TKC Reader Pens EPIC Open Letter To Kansas City Royals Honcho

Tonight we share what might be the VERY BEST note we've ever seen on a local inevitability. 

Special thanks to the SMARTEST READERS amongst our blog community . . .


Even better . . . There's a proposal for solutions . . . Here's the word . . .

An Open Letter to John Sherman

Dear Mr. Sherman,

Thank you for your open letter to fans and the community in late July. And thank you for your commitment to Kansas City and the region to keep Major League Baseball here.

Where exactly “here” becomes, is the point of this letter.

You have announced that there are two finalists for a new ballpark: East Village and North Kansas City. Cynics might say, perhaps with some justification, that the NKC site is merely a negotiation gambit. Given that both the City of Kansas City and Jackson County’s negotiation style can be summarized as a race to drop their pants for developers, it makes sense.

There was a time not that long ago when the local news media would have asked you questions about this instead of merely reprinting your letter. You know, journalism. So in their absence, some questions for you:

Forgetting the poor accessibility, minimal community impact, and other issues with the NKC site, is it even a viable construction site? 

Have you done geo-tech work to confirm that the subsurface geologic conditions can support a stadium? Have you ever asked why there are no tall/heavy buildings in NKC. During the 1993 summer flood, there were transportation restrictions in NKC due to rising groundwater and unstable ground conditions. 
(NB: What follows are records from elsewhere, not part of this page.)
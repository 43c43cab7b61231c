//! Article indexer
//!
//! Parses an HTML article into paragraphs plus the images and recordings it
//! references, downloads the media next to the index and renders a
//! line-oriented markdown file. A failed download is logged and skipped;
//! the entry stays in the index with its source URL.

use super::selector;
use crate::error::{Error, Result};
use crate::http::HttpClient;
use reqwest::Url;
use scraper::{ElementRef, Html};
use std::collections::HashSet;
use std::fmt::Write as _;
use std::path::{Path, PathBuf};
use tracing::{info, warn};

const CONTEXT_LIMIT: usize = 100;
const NO_PARENT: &str = "Brak elementu nadrzędnego";

pub const IMAGES_DIR: &str = "downloaded_images";
pub const AUDIO_DIR: &str = "downloaded_audio";
pub const INDEX_FILE: &str = "indexed.md";

#[derive(Debug, Clone, Copy, PartialEq, Eq)]
pub enum MediaKind {
    Image,
    Audio,
}

impl MediaKind {
    pub fn dir(&self) -> &'static str {
        match self {
            MediaKind::Image => IMAGES_DIR,
            MediaKind::Audio => AUDIO_DIR,
        }
    }

    fn label(&self) -> &'static str {
        match self {
            MediaKind::Image => "Obraz",
            MediaKind::Audio => "Dźwięk",
        }
    }
}

#[derive(Debug, Clone, PartialEq)]
pub struct MediaRef {
    pub kind: MediaKind,
    /// Absolute source URL.
    pub src: String,
    pub name: String,
    pub alt: Option<String>,
    pub context: String,
    /// Set once the file has been saved locally.
    pub local_path: Option<PathBuf>,
}

#[derive(Debug, Clone, PartialEq, Default)]
pub struct IndexedDocument {
    pub title: String,
    pub paragraphs: Vec<String>,
    /// Images and recordings in document order.
    pub media: Vec<MediaRef>,
}

impl IndexedDocument {
    pub fn images(&self) -> impl Iterator<Item = &MediaRef> {
        self.media.iter().filter(|m| m.kind == MediaKind::Image)
    }

    pub fn audio(&self) -> impl Iterator<Item = &MediaRef> {
        self.media.iter().filter(|m| m.kind == MediaKind::Audio)
    }

    pub fn render(&self) -> String {
        let mut out = String::new();
        let _ = writeln!(out, "# Indeksowany artykuł: {}\n", self.title);

        let _ = writeln!(out, "## Treść tekstowa\n");
        for paragraph in &self.paragraphs {
            let _ = writeln!(out, "- {}", paragraph);
        }

        let _ = writeln!(out, "\n## Obrazy i dźwięki\n");
        let (mut images, mut audio) = (0, 0);
        for media in &self.media {
            let number = match media.kind {
                MediaKind::Image => {
                    images += 1;
                    images
                }
                MediaKind::Audio => {
                    audio += 1;
                    audio
                }
            };
            let _ = write!(out, "- {} {}: src='{}'", media.kind.label(), number, media.src);
            if let Some(alt) = &media.alt {
                let _ = write!(out, ", alt='{}'", alt);
            }
            let _ = write!(out, ", name='{}'", media.name);
            if let Some(path) = &media.local_path {
                let _ = write!(out, ", file='{}'", path.display());
            }
            let _ = writeln!(out, " Kontekst: {}", media.context);
        }
        out
    }
}

/// `<tag> - "text"` of the parent element, text capped at 100 characters.
fn parent_context(element: &ElementRef<'_>) -> String {
    let Some(parent) = element.parent().and_then(ElementRef::wrap) else {
        return NO_PARENT.to_string();
    };

    let tag = parent.value().name();
    let text = parent.text().collect::<String>();
    let text = text.trim();
    let text = if text.chars().count() > CONTEXT_LIMIT {
        format!("{}...", text.chars().take(CONTEXT_LIMIT).collect::<String>())
    } else {
        text.to_string()
    };
    format!("<{}> - \"{}\"", tag, text)
}

fn media_src(element: &ElementRef<'_>) -> Option<String> {
    if let Some(src) = element.value().attr("src").filter(|s| !s.is_empty()) {
        return Some(src.to_string());
    }
    // <audio><source src="..."></audio>
    let sources = selector("source[src]").ok()?;
    element
        .select(&sources)
        .filter_map(|s| s.value().attr("src"))
        .find(|s| !s.is_empty())
        .map(str::to_string)
}

/// Parse an article; `article_url` is the base for relative sources.
pub fn parse_article(html: &str, article_url: &str) -> Result<IndexedDocument> {
    let base = Url::parse(article_url)
        .map_err(|e| Error::Html(format!("bad article url '{}': {}", article_url, e)))?;
    let doc = Html::parse_document(html);

    let title = doc
        .select(&selector("title")?)
        .next()
        .map(|t| t.text().collect::<String>().trim().to_string())
        .filter(|t| !t.is_empty())
        .unwrap_or_else(|| base.path().to_string());

    let paragraphs = doc
        .select(&selector("p")?)
        .map(|p| p.text().collect::<String>().trim().to_string())
        .filter(|t| !t.is_empty())
        .collect();

    let mut media = Vec::new();
    for element in doc.select(&selector("img, audio")?) {
        let kind = if element.value().name() == "img" {
            MediaKind::Image
        } else {
            MediaKind::Audio
        };
        let Some(raw_src) = media_src(&element) else {
            warn!("<{}> without a source, skipping", element.value().name());
            continue;
        };
        let src = base
            .join(&raw_src)
            .map_err(|e| Error::Html(format!("cannot resolve '{}': {}", raw_src, e)))?;
        let name = src
            .path_segments()
            .and_then(|mut segments| segments.next_back())
            .filter(|n| !n.is_empty())
            .unwrap_or("media")
            .to_string();

        media.push(MediaRef {
            kind,
            src: src.to_string(),
            name,
            alt: element.value().attr("alt").map(str::to_string),
            context: parent_context(&element),
            local_path: None,
        });
    }

    info!(
        "Parsed article: {} paragraphs, {} media",
        doc.select(&selector("p")?).count(),
        media.len()
    );
    Ok(IndexedDocument {
        title,
        paragraphs,
        media,
    })
}

/// `dir/name`, or `dir/stem_N.ext` when an earlier entry of this run already
/// claimed that path.
fn local_destination(dir: &Path, name: &str, taken: &mut HashSet<PathBuf>) -> PathBuf {
    let mut dest = dir.join(name);
    let (stem, ext) = match name.rsplit_once('.') {
        Some((stem, ext)) if !stem.is_empty() => (stem, Some(ext)),
        _ => (name, None),
    };
    let mut n = 2;
    while taken.contains(&dest) {
        let candidate = match ext {
            Some(ext) => format!("{}_{}.{}", stem, n, ext),
            None => format!("{}_{}", stem, n),
        };
        dest = dir.join(candidate);
        n += 1;
    }
    taken.insert(dest.clone());
    dest
}

/// Downloads media into `work_dir/{downloaded_images,downloaded_audio}`
/// and writes `work_dir/indexed.md`.
pub struct Indexer {
    http: HttpClient,
    work_dir: PathBuf,
}

impl Indexer {
    pub fn new(http: HttpClient, work_dir: impl Into<PathBuf>) -> Self {
        Self {
            http,
            work_dir: work_dir.into(),
        }
    }

    pub fn work_dir(&self) -> &Path {
        &self.work_dir
    }

    pub fn index_path(&self) -> PathBuf {
        self.work_dir.join(INDEX_FILE)
    }

    /// Fetch, parse, download and persist. Returns the document with local
    /// paths filled in for every media file that could be saved.
    pub async fn index(&self, article_url: &str) -> Result<IndexedDocument> {
        let html = self.http.get_text(article_url).await?;
        let mut doc = parse_article(&html, article_url)?;
        self.download_media(&mut doc).await?;
        self.write(&doc)?;
        Ok(doc)
    }

    pub async fn download_media(&self, doc: &mut IndexedDocument) -> Result<()> {
        let mut taken = HashSet::new();
        for media in &mut doc.media {
            let dir = self.work_dir.join(media.kind.dir());
            std::fs::create_dir_all(&dir).map_err(|e| Error::io(&dir, e))?;
            let dest = local_destination(&dir, &media.name, &mut taken);

            match self.http.get_bytes(&media.src).await {
                Ok(bytes) => {
                    std::fs::write(&dest, bytes).map_err(|e| Error::io(&dest, e))?;
                    info!("File saved: {}", dest.display());
                    media.local_path = Some(dest);
                }
                Err(e) => warn!("Could not fetch {}: {}", media.src, e),
            }
        }
        Ok(())
    }

    pub fn write(&self, doc: &IndexedDocument) -> Result<PathBuf> {
        std::fs::create_dir_all(&self.work_dir).map_err(|e| Error::io(&self.work_dir, e))?;
        let path = self.index_path();
        std::fs::write(&path, doc.render()).map_err(|e| Error::io(&path, e))?;
        info!("{} written", path.display());
        Ok(path)
    }
}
NKC is built on thousands of years of river sediment and underground river channels. Before asking the people of NKC and Clay Country to help build a ballpark, they would likely appreciate some assurances that it’s not going to sink into the ground on Opening Day.

Another reason there are no tall buildings could be the downtown airport. Your proposed site appears to be directly in line with runway 3/21. Has the FAA signed off on this location? Given that the City of Kansas City, who does not want the stadium in NKC, owns the runway that would likely have to go away, you might have an issue here.

Since you may need a new alternative site anyway, I would like to propose a third site for your consideration - one that is superior in several ways to both of the current “finalists.”

18th and Paseo at the current site of the KCATA bus barns. Let’s call it the Buck O’Neil Site. Apart from being free of geological and aviation interference issues, here are just a few positive considerations:

- A transformational location. A ballpark village here would remove the barrier to the eastward development of the Crossroads and would connect the Crossroads to the 18th and Vine district and give that district the shot it needs for long-term viability.

- The bus barn should move to the already industrial NKC site.

- A ballpark village on 18th street would incorporate the Negro Leagues Baseball Museum and MLB Urban Youth Academy making the multi-block baseball complex a national baseball heritage site and a fitting tribute to Buck O’Neil’s commitment to baseball in Kansas City.

- The accessibility with the Paseo connecting to I-49 on the south, I-35 on the north and I-70 crossing merely blocks to the north is by far the best of the three sites. The East Village site is too close to the highway resulting in traffic congestion and likely ending any discussion of removing the north loop.

- There is much more available land for redevelopment surrounding the Buck O’Neil site without being divided by a freeway. In fact, one can envision redevelopment all along the historic Paseo route between the two freeways, and all along Truman Road and 18th street east to I-70. Yes, one can even see a couple of streetcar spur lines.

- In addition to better accessibility for Royals fans attending games, this site affords better mass transit accessibility for those working at the stadium and in the surrounding entertainment venues.

- There is no question that the Buck O’Neil site is not only the best site for a downtown ballpark in general, it is also the most beneficial and transformational for the community and Kansas City. If long-term community transformation and improvement is truly what you want to accomplish as the legacy of this project, then the Buck O’Neil site has to be part of the ongoing conversation.

The only apparent drawback to this site, the ONLY one that falls short, is that the land hasn’t yet been gobbled up by the same influential developers already waiting to make bank at the other two locations. Of course, this will be quickly remedied as soon as you announce that it is being considered.

Thank you again for your letter and commitment to the future of Kansas City.